Open Access Senior Thesis

Degree Name

Bachelor of Science


Environmental Analysis

Reader 1

Sarah Gilman

Reader 2

Branwen Williams


ENSO (the El Nino-Southern Oscillation) is a periodic ocean phenomenon that results in warm periods (El Nino) and cooling periods (La Nina). ENSO influences the upwelling patterns along the California Coast and by extension, the ability of marine invertebrate larvae to recruit back to shore. During La Nina years, when upwelling is strengthened, the rising deep sea water causes offshore advection that diverts mobile larvae away from the intertidal habitats which the adults inhabit.
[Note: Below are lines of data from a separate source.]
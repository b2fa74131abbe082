//! # Risk Analyzer Module
//!
//! Delegates ingredient-risk judgment to an external reasoning service and
//! validates its answer into an [`AnalysisResult`].
//!
//! The service is untrusted: every response goes through the strict decoder in
//! [`schema`]. A malformed answer earns exactly one re-request with a stricter
//! instruction; a second malformed answer is reported, never guessed around.

pub mod openai;
pub mod prompt;
pub mod schema;

use std::future::Future;
use std::time::Duration;

use chrono::{NaiveDate, Utc};
use log::{debug, info, warn};

use crate::errors::{PipelineError, Result};
use crate::model::{AnalysisResult, ClassificationResult, LabelText};
use schema::{parse_risk_report, risk_report_schema, RiskReport};

pub use openai::OpenAiReasoner;

/// One request to the reasoning service
#[derive(Debug, Clone)]
pub struct ReasoningRequest {
    pub system_prompt: String,
    pub prompt: String,
    /// JSON schema of the expected answer
    pub response_schema: serde_json::Value,
    /// Set on the re-request after a malformed answer
    pub strict: bool,
}

/// Raw answer of the reasoning service
#[derive(Debug, Clone)]
pub struct ReasoningResponse {
    pub content: String,
    pub model: Option<String>,
}

/// Natural-language reasoning capability
pub trait ReasoningService: Send + Sync {
    /// Answer one request
    ///
    /// Unreachable or over-quota services map to `AnalysisUnavailable`.
    fn complete(&self, request: ReasoningRequest) -> impl Future<Output = Result<ReasoningResponse>> + Send;

    /// Model name reported when the answer does not carry one
    fn model_name(&self) -> Option<String> {
        None
    }
}

/// Builds requests, calls the reasoning service and validates answers
pub struct RiskAnalyzer<R> {
    reasoner: R,
}

impl<R: ReasoningService> RiskAnalyzer<R> {
    pub fn new(reasoner: R) -> Self {
        Self { reasoner }
    }

    pub fn reasoner(&self) -> &R {
        &self.reasoner
    }

    /// Analyze a label, judging expiration against today's UTC date
    pub async fn analyze(
        &self,
        label: &LabelText,
        classification: &ClassificationResult,
        timeout: Duration,
    ) -> Result<AnalysisResult> {
        self.analyze_on(label, classification, timeout, Utc::now().date_naive())
            .await
    }

    /// Analyze a label as of a given date
    pub async fn analyze_on(
        &self,
        label: &LabelText,
        classification: &ClassificationResult,
        timeout: Duration,
        today: NaiveDate,
    ) -> Result<AnalysisResult> {
        if label.ingredients_text.trim().is_empty() {
            return Err(PipelineError::InvalidInput(
                "no ingredients text to analyze".to_string(),
            ));
        }

        let (report, model) = match self.request_report(label, classification, timeout, false).await? {
            Ok(answer) => answer,
            Err(first_error) => {
                warn!("Reasoning answer malformed ({}), retrying with strict instructions", first_error);
                self.request_report(label, classification, timeout, true)
                    .await?
                    .map_err(|second_error| {
                        warn!("Reasoning answer malformed twice: {}", second_error);
                        PipelineError::AnalysisMalformed(second_error.to_string())
                    })?
            }
        };

        let result = build_result(label, classification, report, model, today);
        info!(
            "Analysis complete: {} rated {}/10 with {} harmful ingredients",
            result.history_key(),
            result.healthiness_rating,
            result.harmful_ingredients.len()
        );
        Ok(result)
    }

    /// Outer error: service failure. Inner error: schema failure.
    async fn request_report(
        &self,
        label: &LabelText,
        classification: &ClassificationResult,
        timeout: Duration,
        strict: bool,
    ) -> Result<std::result::Result<(RiskReport, Option<String>), schema::SchemaError>> {
        let request = ReasoningRequest {
            system_prompt: prompt::SYSTEM_PROMPT.to_string(),
            prompt: prompt::build_prompt(label, classification, strict),
            response_schema: risk_report_schema(),
            strict,
        };
        debug!("Requesting risk analysis (strict: {})", strict);

        let response = tokio::time::timeout(timeout, self.reasoner.complete(request))
            .await
            .map_err(|_| PipelineError::AnalysisUnavailable("analysis timed out".to_string()))??;

        let model = response.model.or_else(|| self.reasoner.model_name());
        Ok(parse_risk_report(&response.content).map(|report| (report, model)))
    }
}

/// False only when the expiration date is strictly before `today`
pub fn expiration_is_valid(expiration_date: Option<NaiveDate>, today: NaiveDate) -> bool {
    expiration_date.map_or(true, |date| date >= today)
}

fn build_result(
    label: &LabelText,
    classification: &ClassificationResult,
    report: RiskReport,
    model_used: Option<String>,
    today: NaiveDate,
) -> AnalysisResult {
    AnalysisResult {
        product_name: label.product_name.clone(),
        product_type: classification.category,
        classification_confidence: classification.confidence.clamp(0.0, 1.0),
        ingredients_text: label.ingredients_text.clone(),
        expiration_date: label.expiration_date,
        harmful_ingredients: report.harmful_ingredients,
        additives: report.additives,
        preservatives: report.preservatives,
        chemicals: report.chemicals,
        allergens: report.allergens,
        irritants: report.irritants,
        certifications: report.certifications,
        fda_approval: report.fda_approval,
        healthiness_rating: report.healthiness_rating.clamp(1, 10),
        expiration_valid: expiration_is_valid(label.expiration_date, today),
        recommendation: report.recommendation,
        health_suggestion: report.health_suggestion,
        model_used,
    }
}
Contrastingly, El Nino periods weaken upwelling and could increase larval recruitment. I tested the relationship between ENSO state and larval recruitment by analyzing a 10-year time series of mussel (Mytilus californianus) and barnacle (Chthamalus spp/Balanus glandula) populations with a Mixed-Model ANOVA; shifts in population size served as an indicator of changes in recruitment. I also tested for differences in the effect of ENSO among three regions: CA North, CA Central, and CA South. The results reveal that barnacles (Chthamalus spp/Balanus glandula) are more sensitive to ENSO conditions while mussels (Mytilus californianus) are not affected by it. Barnacle percent cover increases by 0.200% for each unit increase in the ENSO value index. Despite this minuscule increase, the experiment does provide proof that ENSO’s effect on upwelling influences larvae recruitment for certain intertidal species. Understanding how ENSO influences barnacle percent cover shows that certain species are sensitive to extreme weather events and these induced alterations to percent cover could influence the surrounding ecological structure.